Fig. 1: Mechanisms of action of oil-in-water emulsion-adjuvanted vaccines.

Intramuscular injection of oil-in-water emulsion-adjuvanted vaccines generates an immunocompetent environment at the muscle injection site characterized by secretion of pro-inflammatory cytokines and chemokines, induction of damage-associated molecular patterns (DAMP)-signaling, and recruitment of innate immune cells such as neutrophils, eosinophils, dendritic cells, monocytes, and macrophages. Innate immune cells capture the antigen and migrate to the draining lymph node. Antigen and the emulsion adjuvant co-localize with subcapsular sinus macrophages right outside the B cell follicles, as well as with dendritic cells in the medulla.

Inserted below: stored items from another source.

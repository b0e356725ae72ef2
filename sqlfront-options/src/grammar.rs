//! The connection string grammar: canonical keys, synonyms and defaults.
//!
//! The table is constant data. The synonym index built from it is created
//! once on first use and shared for the lifetime of the process.

use std::collections::HashMap;
use std::sync::OnceLock;

/// Canonical option keys. All keys are lower case.
pub mod keys {
    pub const APPLICATION_INTENT: &str = "application intent";
    pub const APPLICATION_NAME: &str = "application name";
    pub const ATTACH_DB_FILENAME: &str = "attachdbfilename";
    pub const POOL_BLOCKING_PERIOD: &str = "pool blocking period";
    pub const COLUMN_ENCRYPTION_SETTING: &str = "column encryption setting";
    pub const ENCLAVE_ATTESTATION_URL: &str = "enclave attestation url";
    pub const ATTESTATION_PROTOCOL: &str = "attestation protocol";
    pub const IP_ADDRESS_PREFERENCE: &str = "ip address preference";
    pub const CONNECT_TIMEOUT: &str = "connect timeout";
    pub const COMMAND_TIMEOUT: &str = "command timeout";
    pub const CONNECTION_RESET: &str = "connection reset";
    pub const CONTEXT_CONNECTION: &str = "context connection";
    pub const CURRENT_LANGUAGE: &str = "current language";
    pub const DATA_SOURCE: &str = "data source";
    pub const ENCRYPT: &str = "encrypt";
    pub const ENLIST: &str = "enlist";
    pub const FAILOVER_PARTNER: &str = "failover partner";
    pub const INITIAL_CATALOG: &str = "initial catalog";
    pub const INTEGRATED_SECURITY: &str = "integrated security";
    pub const LOAD_BALANCE_TIMEOUT: &str = "load balance timeout";
    pub const MARS: &str = "multiple active result sets";
    pub const MAX_POOL_SIZE: &str = "max pool size";
    pub const MIN_POOL_SIZE: &str = "min pool size";
    pub const MULTI_SUBNET_FAILOVER: &str = "multi subnet failover";
    pub const TRANSPARENT_NETWORK_IP_RESOLUTION: &str = "transparent network ip resolution";
    pub const NETWORK_LIBRARY: &str = "network library";
    pub const PACKET_SIZE: &str = "packet size";
    pub const PASSWORD: &str = "password";
    pub const PERSIST_SECURITY_INFO: &str = "persist security info";
    pub const POOLING: &str = "pooling";
    pub const REPLICATION: &str = "replication";
    pub const TRANSACTION_BINDING: &str = "transaction binding";
    pub const TRUST_SERVER_CERTIFICATE: &str = "trust server certificate";
    pub const TYPE_SYSTEM_VERSION: &str = "type system version";
    pub const USER_ID: &str = "user id";
    pub const USER_INSTANCE: &str = "user instance";
    pub const WORKSTATION_ID: &str = "workstation id";
    pub const CONNECT_RETRY_COUNT: &str = "connect retry count";
    pub const CONNECT_RETRY_INTERVAL: &str = "connect retry interval";
    pub const AUTHENTICATION: &str = "authentication";
}

/// Protocol-defined maximum string lengths.
pub mod limits {
    pub const APPLICATION_NAME: usize = 128;
    pub const LANGUAGE: usize = 128;
    pub const SERVER_NAME: usize = 128;
    pub const DATABASE: usize = 128;
    pub const CLIENT_SECRET: usize = 128;
    pub const CLIENT_ID: usize = 128;
    pub const HOST_NAME: usize = 128;
    pub const ATTACH_DB_FILE: usize = 260;

    pub const MIN_PACKET_SIZE: i32 = 512;
    pub const MAX_PACKET_SIZE: i32 = 32768;
}

/// Default application name reported to the server.
pub const DEFAULT_APPLICATION_NAME: &str = "sqlfront";

/// One row of the grammar table.
#[derive(Debug, Clone, Copy, PartialEq, Eq)]
pub struct OptionSpec {
    /// Canonical lower-case key.
    pub key: &'static str,
    /// Spelling used when re-serializing.
    pub display: &'static str,
    /// Default value as it would be written in a connection string.
    pub default: &'static str,
    /// Alternative spellings, all lower case.
    pub synonyms: &'static [&'static str],
}

const fn spec(
    key: &'static str,
    display: &'static str,
    default: &'static str,
    synonyms: &'static [&'static str],
) -> OptionSpec {
    OptionSpec {
        key,
        display,
        default,
        synonyms,
    }
}

/// Every option the resolver understands.
pub static OPTIONS: [OptionSpec; 40] = [
    spec(keys::APPLICATION_INTENT, "Application Intent", "ReadWrite", &["applicationintent"]),
    spec(keys::APPLICATION_NAME, "Application Name", DEFAULT_APPLICATION_NAME, &["app"]),
    spec(keys::ATTACH_DB_FILENAME, "AttachDbFilename", "", &["extended properties", "initial file name"]),
    spec(keys::POOL_BLOCKING_PERIOD, "Pool Blocking Period", "Auto", &["poolblockingperiod"]),
    spec(keys::COLUMN_ENCRYPTION_SETTING, "Column Encryption Setting", "Disabled", &[]),
    spec(keys::ENCLAVE_ATTESTATION_URL, "Enclave Attestation Url", "", &[]),
    spec(keys::ATTESTATION_PROTOCOL, "Attestation Protocol", "NotSpecified", &[]),
    spec(keys::IP_ADDRESS_PREFERENCE, "IP Address Preference", "IPv4First", &["ipaddresspreference"]),
    spec(keys::CONNECT_TIMEOUT, "Connect Timeout", "15", &["connection timeout", "timeout"]),
    spec(keys::COMMAND_TIMEOUT, "Command Timeout", "30", &[]),
    spec(keys::CONNECTION_RESET, "Connection Reset", "true", &[]),
    spec(keys::CONTEXT_CONNECTION, "Context Connection", "false", &[]),
    spec(keys::CURRENT_LANGUAGE, "Current Language", "", &["language"]),
    spec(keys::DATA_SOURCE, "Data Source", "", &["addr", "address", "server", "network address"]),
    spec(keys::ENCRYPT, "Encrypt", "true", &[]),
    spec(keys::ENLIST, "Enlist", "true", &[]),
    spec(keys::FAILOVER_PARTNER, "Failover Partner", "", &[]),
    spec(keys::INITIAL_CATALOG, "Initial Catalog", "", &["database"]),
    spec(keys::INTEGRATED_SECURITY, "Integrated Security", "false", &["trusted_connection"]),
    spec(keys::LOAD_BALANCE_TIMEOUT, "Load Balance Timeout", "0", &["connection lifetime"]),
    spec(keys::MARS, "Multiple Active Result Sets", "false", &["multipleactiveresultsets"]),
    spec(keys::MAX_POOL_SIZE, "Max Pool Size", "100", &[]),
    spec(keys::MIN_POOL_SIZE, "Min Pool Size", "0", &[]),
    spec(keys::MULTI_SUBNET_FAILOVER, "Multi Subnet Failover", "false", &["multisubnetfailover"]),
    spec(keys::TRANSPARENT_NETWORK_IP_RESOLUTION, "Transparent Network IP Resolution", "true", &["transparentnetworkipresolution"]),
    spec(keys::NETWORK_LIBRARY, "Network Library", "", &["net", "network"]),
    spec(keys::PACKET_SIZE, "Packet Size", "8000", &[]),
    spec(keys::PASSWORD, "Password", "", &["pwd"]),
    spec(keys::PERSIST_SECURITY_INFO, "Persist Security Info", "false", &["persistsecurityinfo"]),
    spec(keys::POOLING, "Pooling", "true", &[]),
    spec(keys::REPLICATION, "Replication", "false", &[]),
    spec(keys::TRANSACTION_BINDING, "Transaction Binding", "Implicit Unbind", &[]),
    spec(keys::TRUST_SERVER_CERTIFICATE, "Trust Server Certificate", "false", &["trustservercertificate"]),
    spec(keys::TYPE_SYSTEM_VERSION, "Type System Version", "Latest", &[]),
    spec(keys::USER_ID, "User ID", "", &["uid", "user"]),
    spec(keys::USER_INSTANCE, "User Instance", "false", &[]),
    spec(keys::WORKSTATION_ID, "Workstation ID", "", &["wsid"]),
    spec(keys::CONNECT_RETRY_COUNT, "Connect Retry Count", "1", &["connectretrycount"]),
    spec(keys::CONNECT_RETRY_INTERVAL, "Connect Retry Interval", "10", &["connectretryinterval"]),
    spec(keys::AUTHENTICATION, "Authentication", "NotSpecified", &[]),
];

/// Number of synonym spellings in [`OPTIONS`].
pub const SYNONYM_COUNT: usize = 29;

static SYNONYMS: OnceLock<HashMap<&'static str, &'static OptionSpec>> = OnceLock::new();

/// Map from every accepted spelling (canonical or synonym) to its option.
pub fn synonyms() -> &'static HashMap<&'static str, &'static OptionSpec> {
    SYNONYMS.get_or_init(|| {
        let mut map = HashMap::with_capacity(OPTIONS.len() + SYNONYM_COUNT);
        for option in OPTIONS.iter() {
            map.insert(option.key, option);
            for synonym in option.synonyms {
                map.insert(*synonym, option);
            }
        }
        debug_assert_eq!(map.len(), OPTIONS.len() + SYNONYM_COUNT, "grammar table has overlapping spellings");
        map
    })
}

/// Look up an option by any spelling. `key` must already be lower case.
pub fn lookup(key: &str) -> Option<&'static OptionSpec> {
    synonyms().get(key).copied()
}

/// Look up an option by its canonical key.
pub fn canonical(key: &str) -> Option<&'static OptionSpec> {
    OPTIONS.iter().find(|option| option.key == key)
}

#[cfg(test)]
mod tests {
    use super::*;
    use std::collections::HashSet;

    #[test]
    fn test_canonical_keys_are_distinct_and_lower_case() {
        let mut seen = HashSet::new();
        for option in OPTIONS.iter() {
            assert!(seen.insert(option.key), "duplicate key {}", option.key);
            assert_eq!(option.key, option.key.to_lowercase());
            assert_eq!(option.key, option.display.to_lowercase());
        }
    }

    #[test]
    fn test_synonym_count() {
        let total: usize = OPTIONS.iter().map(|o| o.synonyms.len()).sum();
        assert_eq!(total, SYNONYM_COUNT);
        assert_eq!(synonyms().len(), OPTIONS.len() + SYNONYM_COUNT);
    }

    #[test]
    fn test_every_synonym_maps_to_one_key() {
        for option in OPTIONS.iter() {
            for synonym in option.synonyms {
                assert_eq!(lookup(synonym).map(|o| o.key), Some(option.key));
            }
        }
        assert_eq!(lookup("server").map(|o| o.key), Some(keys::DATA_SOURCE));
        assert_eq!(lookup("pwd").map(|o| o.key), Some(keys::PASSWORD));
        assert!(lookup("colour").is_none());
    }

    #[test]
    fn test_table_is_shared() {
        assert!(std::ptr::eq(synonyms(), synonyms()));
    }

    #[test]
    fn test_canonical_lookup() {
        assert_eq!(canonical(keys::PACKET_SIZE).map(|o| o.default), Some("8000"));
        assert!(canonical("server").is_none());
    }
}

The antigen is transferred to the B cell follicles where germinal center B cells, helped by T follicular helper cells, undergo the processes of extensive somatic hypermutation and affinity maturation, and differentiate into plasmablasts or memory B cells. Antigen-loaded dendritic cells activate T cells which develop a mixed Th0/Th1/Th2 phenotype. Overall, these immunological mechanisms result in increased circulating vaccine-specific T cells, a broadly diverse repertoire of memory B cells as well as high titers of polyfunctional and cross-neutralizing serum antibodies.